Crusoe Cloud Pricing 2026: The Published Rates
Crusoe bills every GPU and CPU instance by the minute, and the company states plainly that it does not charge for network ingress or egress, inside a VPC or to the public internet (Crusoe Cloud pricing). That's a real advantage over hyperscalers that meter every gigabyte leaving their network. There are also no upfront setup fees for on-demand instances.

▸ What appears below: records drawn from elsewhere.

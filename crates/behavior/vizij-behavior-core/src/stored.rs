use hashbrown::HashMap;
use serde::Deserialize;

use crate::data::{
    EntryTiming, LayerChannels, LoopMode, PlayMode, TransitionCondition, TransitionDefaults,
};
use crate::easing::Easing;
use crate::error::BehaviorError;
use crate::ids::{AnimationId, GroupId, LayerId, PlaylistId, ScalarChannelId, StateId};
use crate::library::{validate_timing, BehaviorLibrary};
use crate::pose::Pose;

/// Public API: parse a stored behavior library (see fixtures/behaviors/*.json)
/// into a [`BehaviorLibrary`].
///
/// Notes:
/// - Records reference each other by file-local numeric ids; the library
///   assigns its own ids on insert.
/// - Keyframes are appended to their animation in file order.
/// - A record whose parent id is unknown is dropped with a warning.
/// - Invalid values (negative or non-finite weights and durations, layer
///   mismatches, duplicate playlists) fail the whole parse.
pub fn parse_stored_library_json(s: &str) -> Result<BehaviorLibrary, BehaviorError> {
    let stored: StoredLibrary = serde_json::from_str(s)?;
    stored.into_library()
}

#[derive(Debug, Default, Deserialize)]
#[serde(default)]
struct StoredLibrary {
    layers: Vec<StoredLayer>,
    animations: Vec<StoredAnimation>,
    keyframes: Vec<StoredKeyframe>,
    groups: Vec<StoredGroup>,
    states: Vec<StoredState>,
    transitions: Vec<StoredTransition>,
    playlists: Vec<StoredPlaylist>,
}

#[derive(Debug, Deserialize)]
struct StoredLayer {
    id: u32,
    name: String,
    #[serde(default)]
    positions: Vec<String>,
    #[serde(default)]
    rotations: Vec<String>,
    #[serde(default)]
    scalars: Vec<u32>,
    #[serde(default)]
    transition: Option<TransitionDefaults>,
}

#[derive(Debug, Deserialize)]
struct StoredAnimation {
    id: u32,
    layer: u32,
    name: String,
    #[serde(default)]
    loop_mode: LoopMode,
    #[serde(default = "one")]
    speed: f32,
}

fn one() -> f32 {
    1.0
}

#[derive(Debug, Deserialize)]
struct StoredKeyframe {
    animation: u32,
    duration: f32,
    #[serde(default)]
    easing: Easing,
    #[serde(default)]
    pose: StoredPose,
}

#[derive(Debug, Default, Deserialize)]
#[serde(default)]
struct StoredPose {
    positions: Vec<Channel<String, [f32; 3]>>,
    rotations: Vec<Channel<String, [f32; 4]>>,
    scalars: Vec<Channel<u32, f32>>,
}

#[derive(Debug, Deserialize)]
struct Channel<K, V> {
    channel: K,
    value: V,
}

#[derive(Debug, Deserialize)]
struct StoredGroup {
    id: u32,
    name: String,
    #[serde(default)]
    initial_state: Option<u32>,
}

#[derive(Debug, Deserialize)]
struct StoredState {
    id: u32,
    group: u32,
    name: String,
    #[serde(default)]
    condition: TransitionCondition,
}

#[derive(Debug, Deserialize)]
struct StoredTransition {
    from: u32,
    to: u32,
    #[serde(default = "one")]
    weight: f32,
}

#[derive(Debug, Deserialize)]
struct StoredPlaylist {
    state: u32,
    layer: u32,
    #[serde(default)]
    mode: PlayMode,
    #[serde(default)]
    default_timing: EntryTiming,
    #[serde(default)]
    entries: Vec<StoredEntry>,
}

#[derive(Debug, Deserialize)]
struct StoredEntry {
    animation: u32,
    #[serde(default)]
    timing: Option<EntryTiming>,
    #[serde(default = "one")]
    weight: f32,
}

impl StoredPose {
    fn into_pose(self) -> Pose {
        let mut pose = Pose::new();
        for c in self.positions {
            pose.positions.insert(c.channel, c.value);
        }
        for c in self.rotations {
            pose.rotations.insert(c.channel, c.value);
        }
        for c in self.scalars {
            pose.scalars.insert(ScalarChannelId(c.channel), c.value);
        }
        pose
    }
}

impl StoredLibrary {
    fn into_library(self) -> Result<BehaviorLibrary, BehaviorError> {
        let mut lib = BehaviorLibrary::new();
        let mut layers: HashMap<u32, LayerId> = HashMap::new();
        let mut animations: HashMap<u32, AnimationId> = HashMap::new();
        let mut groups: HashMap<u32, GroupId> = HashMap::new();
        let mut states: HashMap<u32, StateId> = HashMap::new();

        for sl in self.layers {
            let channels = LayerChannels {
                positions: sl.positions,
                rotations: sl.rotations,
                scalars: sl.scalars.into_iter().map(ScalarChannelId).collect(),
            };
            let id = lib.add_layer(&sl.name, channels);
            if let Some(t) = sl.transition {
                lib.set_layer_transition(id, t)?;
            }
            layers.insert(sl.id, id);
        }

        for sa in self.animations {
            let Some(&layer) = layers.get(&sa.layer) else {
                log::warn!("dropping animation '{}': unknown layer {}", sa.name, sa.layer);
                continue;
            };
            if !sa.speed.is_finite() || sa.speed < 0.0 {
                return Err(BehaviorError::Parse {
                    reason: format!("animation '{}' has invalid speed {}", sa.name, sa.speed),
                });
            }
            let id = lib.add_animation(layer, &sa.name, sa.loop_mode)?;
            if let Some(a) = lib.animation_mut(id) {
                a.speed = sa.speed;
            }
            animations.insert(sa.id, id);
        }

        for sk in self.keyframes {
            let Some(&anim) = animations.get(&sk.animation) else {
                log::warn!("dropping keyframe: unknown animation {}", sk.animation);
                continue;
            };
            lib.add_keyframe(anim, sk.pose.into_pose(), sk.duration, sk.easing)?;
        }

        for sg in &self.groups {
            groups.insert(sg.id, lib.add_group(&sg.name));
        }

        for ss in self.states {
            let Some(&group) = groups.get(&ss.group) else {
                log::warn!("dropping state '{}': unknown group {}", ss.name, ss.group);
                continue;
            };
            let id = lib.add_state(group, &ss.name, ss.condition)?;
            states.insert(ss.id, id);
        }

        for sg in &self.groups {
            let Some(initial) = sg.initial_state else {
                continue;
            };
            let (Some(&group), Some(&state)) = (groups.get(&sg.id), states.get(&initial)) else {
                log::warn!("group '{}': unknown initial state {}", sg.name, initial);
                continue;
            };
            lib.set_initial_state(group, state)?;
        }

        for st in self.transitions {
            let (Some(&from), Some(&to)) = (states.get(&st.from), states.get(&st.to)) else {
                log::warn!("dropping transition {} -> {}: unknown state", st.from, st.to);
                continue;
            };
            lib.add_transition(from, to, st.weight)?;
        }

        for sp in self.playlists {
            let (Some(&state), Some(&layer)) = (states.get(&sp.state), layers.get(&sp.layer)) else {
                log::warn!(
                    "dropping playlist for state {} layer {}: unknown parent",
                    sp.state,
                    sp.layer
                );
                continue;
            };
            validate_timing(&sp.default_timing)?;
            let playlist: PlaylistId = lib.add_playlist(state, layer, sp.mode)?;
            if let Some(p) = lib.playlist_mut(playlist) {
                p.default_timing = sp.default_timing;
            }
            for se in sp.entries {
                let Some(&anim) = animations.get(&se.animation) else {
                    log::warn!("dropping playlist entry: unknown animation {}", se.animation);
                    continue;
                };
                lib.add_entry(playlist, anim, se.timing, se.weight)?;
            }
        }

        Ok(lib)
    }
}
//! Core configuration for vizij-behavior-core.

use serde::{Deserialize, Serialize};

/// Configuration for engine sizing, randomness and numeric guards.
/// Keep this minimal; hosts override fields with struct update syntax.
#[derive(Clone, Debug, Serialize, Deserialize)]
#[serde(default)]
pub struct Config {
    /// Seed for the default PCG random source.
    pub seed: u64,

    /// Initial capacity hint for the per-tick notification buffer.
    pub notification_capacity: usize,

    /// Floor applied to keyframe and transition durations so progress math
    /// never divides by zero.
    pub min_transition_duration: f32,
}

impl Default for Config {
    fn default() -> Self {
        Self {
            seed: 0x5eed_b0d1,
            notification_capacity: 16,
            min_transition_duration: 1e-4,
        }
    }
}

impl Config {
    /// Clamp an authored duration to the configured floor.
    #[inline]
    pub fn duration(&self, authored: f32) -> f32 {
        if authored.is_finite() {
            authored.max(self.min_transition_duration)
        } else {
            self.min_transition_duration
        }
    }
}
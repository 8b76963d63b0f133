//! Output contracts from the core engine.
//!
//! Channel values are written straight to the host rig; Outputs carry only
//! the discrete notifications meant for the host's cross-entity messaging.

use serde::{Deserialize, Serialize};

use crate::ids::{GroupId, StateId};

#[derive(Clone, Debug, Serialize, Deserialize, PartialEq)]
pub enum Notification {
    StateEntered {
        group: GroupId,
        state: StateId,
        name: String,
    },
    StateExited {
        group: GroupId,
        state: StateId,
        name: String,
    },
}

impl Notification {
    pub fn state(&self) -> StateId {
        match self {
            Notification::StateEntered { state, .. } | Notification::StateExited { state, .. } => {
                *state
            }
        }
    }
}

/// Outputs returned by Engine::update().
#[derive(Clone, Debug, Default, Serialize, Deserialize)]
pub struct Outputs {
    #[serde(default)]
    pub notifications: Vec<Notification>,
}

impl Outputs {
    pub fn with_capacity(cap: usize) -> Self {
        Self {
            notifications: Vec::with_capacity(cap),
        }
    }

    #[inline]
    pub fn clear(&mut self) {
        self.notifications.clear();
    }

    #[inline]
    pub fn push(&mut self, n: Notification) {
        self.notifications.push(n);
    }

    #[inline]
    pub fn is_empty(&self) -> bool {
        self.notifications.is_empty()
    }

    /// Move everything out of `other` onto the end of this buffer.
    pub fn append(&mut self, other: &mut Outputs) {
        self.notifications.append(&mut other.notifications);
    }
}
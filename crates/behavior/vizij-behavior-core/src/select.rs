//! Weighted random selection.
//!
//! Items are scanned in slice order, which is the insertion order of the
//! authoring data, so a scripted [`RandomSource`] gives reproducible picks.

use crate::random::RandomSource;

#[inline]
fn usable(w: f32) -> f32 {
    if w.is_finite() && w > 0.0 {
        w
    } else {
        0.0
    }
}

/// Draw an index with probability proportional to its weight.
///
/// Zero, negative and non-finite weights are never drawn while any positive
/// weight exists. When every weight is unusable the first index is returned.
/// Returns `None` only for an empty input.
pub fn choose_index(weights: &[f32], rng: &mut dyn RandomSource) -> Option<usize> {
    if weights.is_empty() {
        return None;
    }
    let total: f32 = weights.iter().copied().map(usable).sum();
    if total <= 0.0 {
        return Some(0);
    }
    let r = rng.next_f32() * total;
    let mut acc = 0.0;
    let mut last_positive = 0;
    for (i, w) in weights.iter().copied().map(usable).enumerate() {
        if w <= 0.0 {
            continue;
        }
        acc += w;
        last_positive = i;
        if r < acc {
            return Some(i);
        }
    }
    // Rounding can leave r a hair above the running sum.
    Some(last_positive)
}

/// Draw one item from `(item, weight)` pairs.
pub fn choose<'a, T>(items: &'a [(T, f32)], rng: &mut dyn RandomSource) -> Option<&'a T> {
    let weights: Vec<f32> = items.iter().map(|(_, w)| *w).collect();
    choose_index(&weights, rng).map(|i| &items[i].0)
}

On-Demand: H100, H200, A100 Per-Hour Cost
Here's the published on-demand rate card, per GPU:
| GPU | VRAM | On-Demand $/GPU-hr |
|---|---|---|
| H200 (HGX) | 141GB | $4.29 |
| H100 (HGX) | 80GB | $3.90 |
| A100 (SXM) | 80GB | $2.30 |
| A100 (PCIe) | 80GB | $2.00 |
| L40S | 48GB | $1.50 |
| AMD MI300X | 192GB | $3.45 |
Source: Crusoe Cloud pricing page. H200 costs about 10% more per hour than H100, which tracks with the extra HBM3e capacity and bandwidth. If your workload needs the memory headroom for longer context windows or larger batch sizes, that premium is worth paying. If it doesn't, H100 remains the cheaper published tier. See our H100 vs H200 comparison for the throughput math behind that decision.

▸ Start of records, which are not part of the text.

use std::collections::HashMap;
use std::fs;
use std::path::{Path, PathBuf};

use anyhow::{anyhow, Context, Result};
use once_cell::sync::Lazy;
use serde::de::DeserializeOwned;
use serde::Deserialize;

static MANIFEST: Lazy<Manifest> = Lazy::new(|| {
    let raw = include_str!("../../../../fixtures/manifest.json");
    serde_json::from_str(raw).expect("fixtures manifest should parse")
});

#[derive(Debug, Deserialize)]
struct Manifest {
    behaviors: HashMap<String, String>,
    #[serde(default)]
    scenarios: HashMap<String, ScenarioEntry>,
}

#[derive(Debug, Deserialize)]
#[serde(untagged)]
enum ScenarioEntry {
    Path(String),
    Detailed { path: String },
}

impl ScenarioEntry {
    fn as_path(&self) -> &str {
        match self {
            ScenarioEntry::Path(path) => path,
            ScenarioEntry::Detailed { path } => path,
        }
    }
}

fn fixtures_root() -> PathBuf {
    Path::new(env!("CARGO_MANIFEST_DIR")).join("../../../fixtures")
}

fn resolve_path(rel: &str) -> PathBuf {
    fixtures_root().join(rel)
}

fn read_to_string(rel: &str) -> Result<String> {
    let path = resolve_path(rel);
    fs::read_to_string(&path)
        .with_context(|| format!("failed to read fixture at {}", path.display()))
}

fn load_json<T: DeserializeOwned>(rel: &str) -> Result<T> {
    let text = read_to_string(rel)?;
    serde_json::from_str(&text).with_context(|| format!("failed to parse JSON fixture {rel}"))
}

fn lookup<'a, T>(map: &'a HashMap<String, T>, kind: &str, name: &str) -> Result<&'a T> {
    map.get(name)
        .ok_or_else(|| anyhow!("unknown {kind} fixture '{name}'"))
}

/// Stored behavior libraries (the JSON accepted by
/// `vizij_behavior_core::parse_stored_library_json`).
pub mod behaviors {
    use super::*;

    pub fn keys() -> Vec<String> {
        let mut keys: Vec<String> = MANIFEST.behaviors.keys().cloned().collect();
        keys.sort();
        keys
    }

    pub fn json(name: &str) -> Result<String> {
        let rel = lookup(&MANIFEST.behaviors, "behavior", name)?;
        read_to_string(rel)
    }

    pub fn path(name: &str) -> Result<PathBuf> {
        let rel = lookup(&MANIFEST.behaviors, "behavior", name)?;
        Ok(resolve_path(rel))
    }
}

/// Scripted runs: which behavior to load, the ticks to apply and what to
/// expect along the way.
pub mod scenarios {
    use super::*;

    #[derive(Debug, Clone, Deserialize)]
    pub struct Scenario {
        /// Key into the `behaviors` section of the manifest.
        pub behavior: String,
        /// Group names to activate before the first step.
        pub activate: Vec<String>,
        /// Scripted random draws; empty means the seeded default source.
        #[serde(default)]
        pub random: Vec<f32>,
        pub steps: Vec<Step>,
    }

    #[derive(Debug, Clone, Deserialize)]
    pub struct Step {
        pub dt: f32,
        /// `(group, state)` names expected to be active after this step.
        #[serde(default)]
        pub expect_states: Vec<(String, String)>,
        /// Notifications expected from this step, as `"entered:<state>"` or
        /// `"exited:<state>"`, in order.
        #[serde(default)]
        pub expect_notifications: Option<Vec<String>>,
    }

    pub fn keys() -> Vec<String> {
        let mut keys: Vec<String> = MANIFEST.scenarios.keys().cloned().collect();
        keys.sort();
        keys
    }

    pub fn json(name: &str) -> Result<String> {
        let entry = lookup(&MANIFEST.scenarios, "scenario", name)?;
        read_to_string(entry.as_path())
    }

    pub fn load(name: &str) -> Result<Scenario> {
        let entry = lookup(&MANIFEST.scenarios, "scenario", name)?;
        super::load_json(entry.as_path())
    }

    pub fn path(name: &str) -> Result<PathBuf> {
        let entry = lookup(&MANIFEST.scenarios, "scenario", name)?;
        Ok(resolve_path(entry.as_path()))
    }
}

Pricing fluctuates based on GPU availability. The prices above are based on 11 Jul 2026 and may have changed. Check current GPU pricing → for live rates.
B200 and GB200: Why There's No Listed Price
This is the section of Crusoe's pricing page that tells you the most by saying the least. B200 (180GB HGX), GB200 (186GB NVL72), and AMD's MI355X (288GB) all sit under "Contact sales" with no hourly figure attached (Crusoe Cloud pricing).
That's not unusual. Supply-constrained Blackwell-generation silicon gets routed through sales processes across most of the neocloud market, because allocation is scarcer than demand and providers want to match capacity to committed customers rather than publish a rate that might not hold. Crusoe's own newsroom points at why: the company's contracted AI infrastructure capacity reached roughly 4.9 gigawatts as of June 2026, against a development pipeline exceeding 40 GW, chasing what McKinsey estimates could be a 156 GW AI data center market by 2030 (Crusoe capacity announcement). Flagship campuses like the 1.2 GW Abilene, Texas site built for Oracle and a second 900 MW Abilene campus for Microsoft are built for exactly this kind of committed, large-scale demand, not walk-up self-serve capacity.
"The demand from the world's leading technology companies for AI infrastructure, quickly and at scale, has never been greater, and Crusoe is uniquely positioned to meet it," said Chase Lochmiller, Crusoe's co-founder and CEO, in that announcement.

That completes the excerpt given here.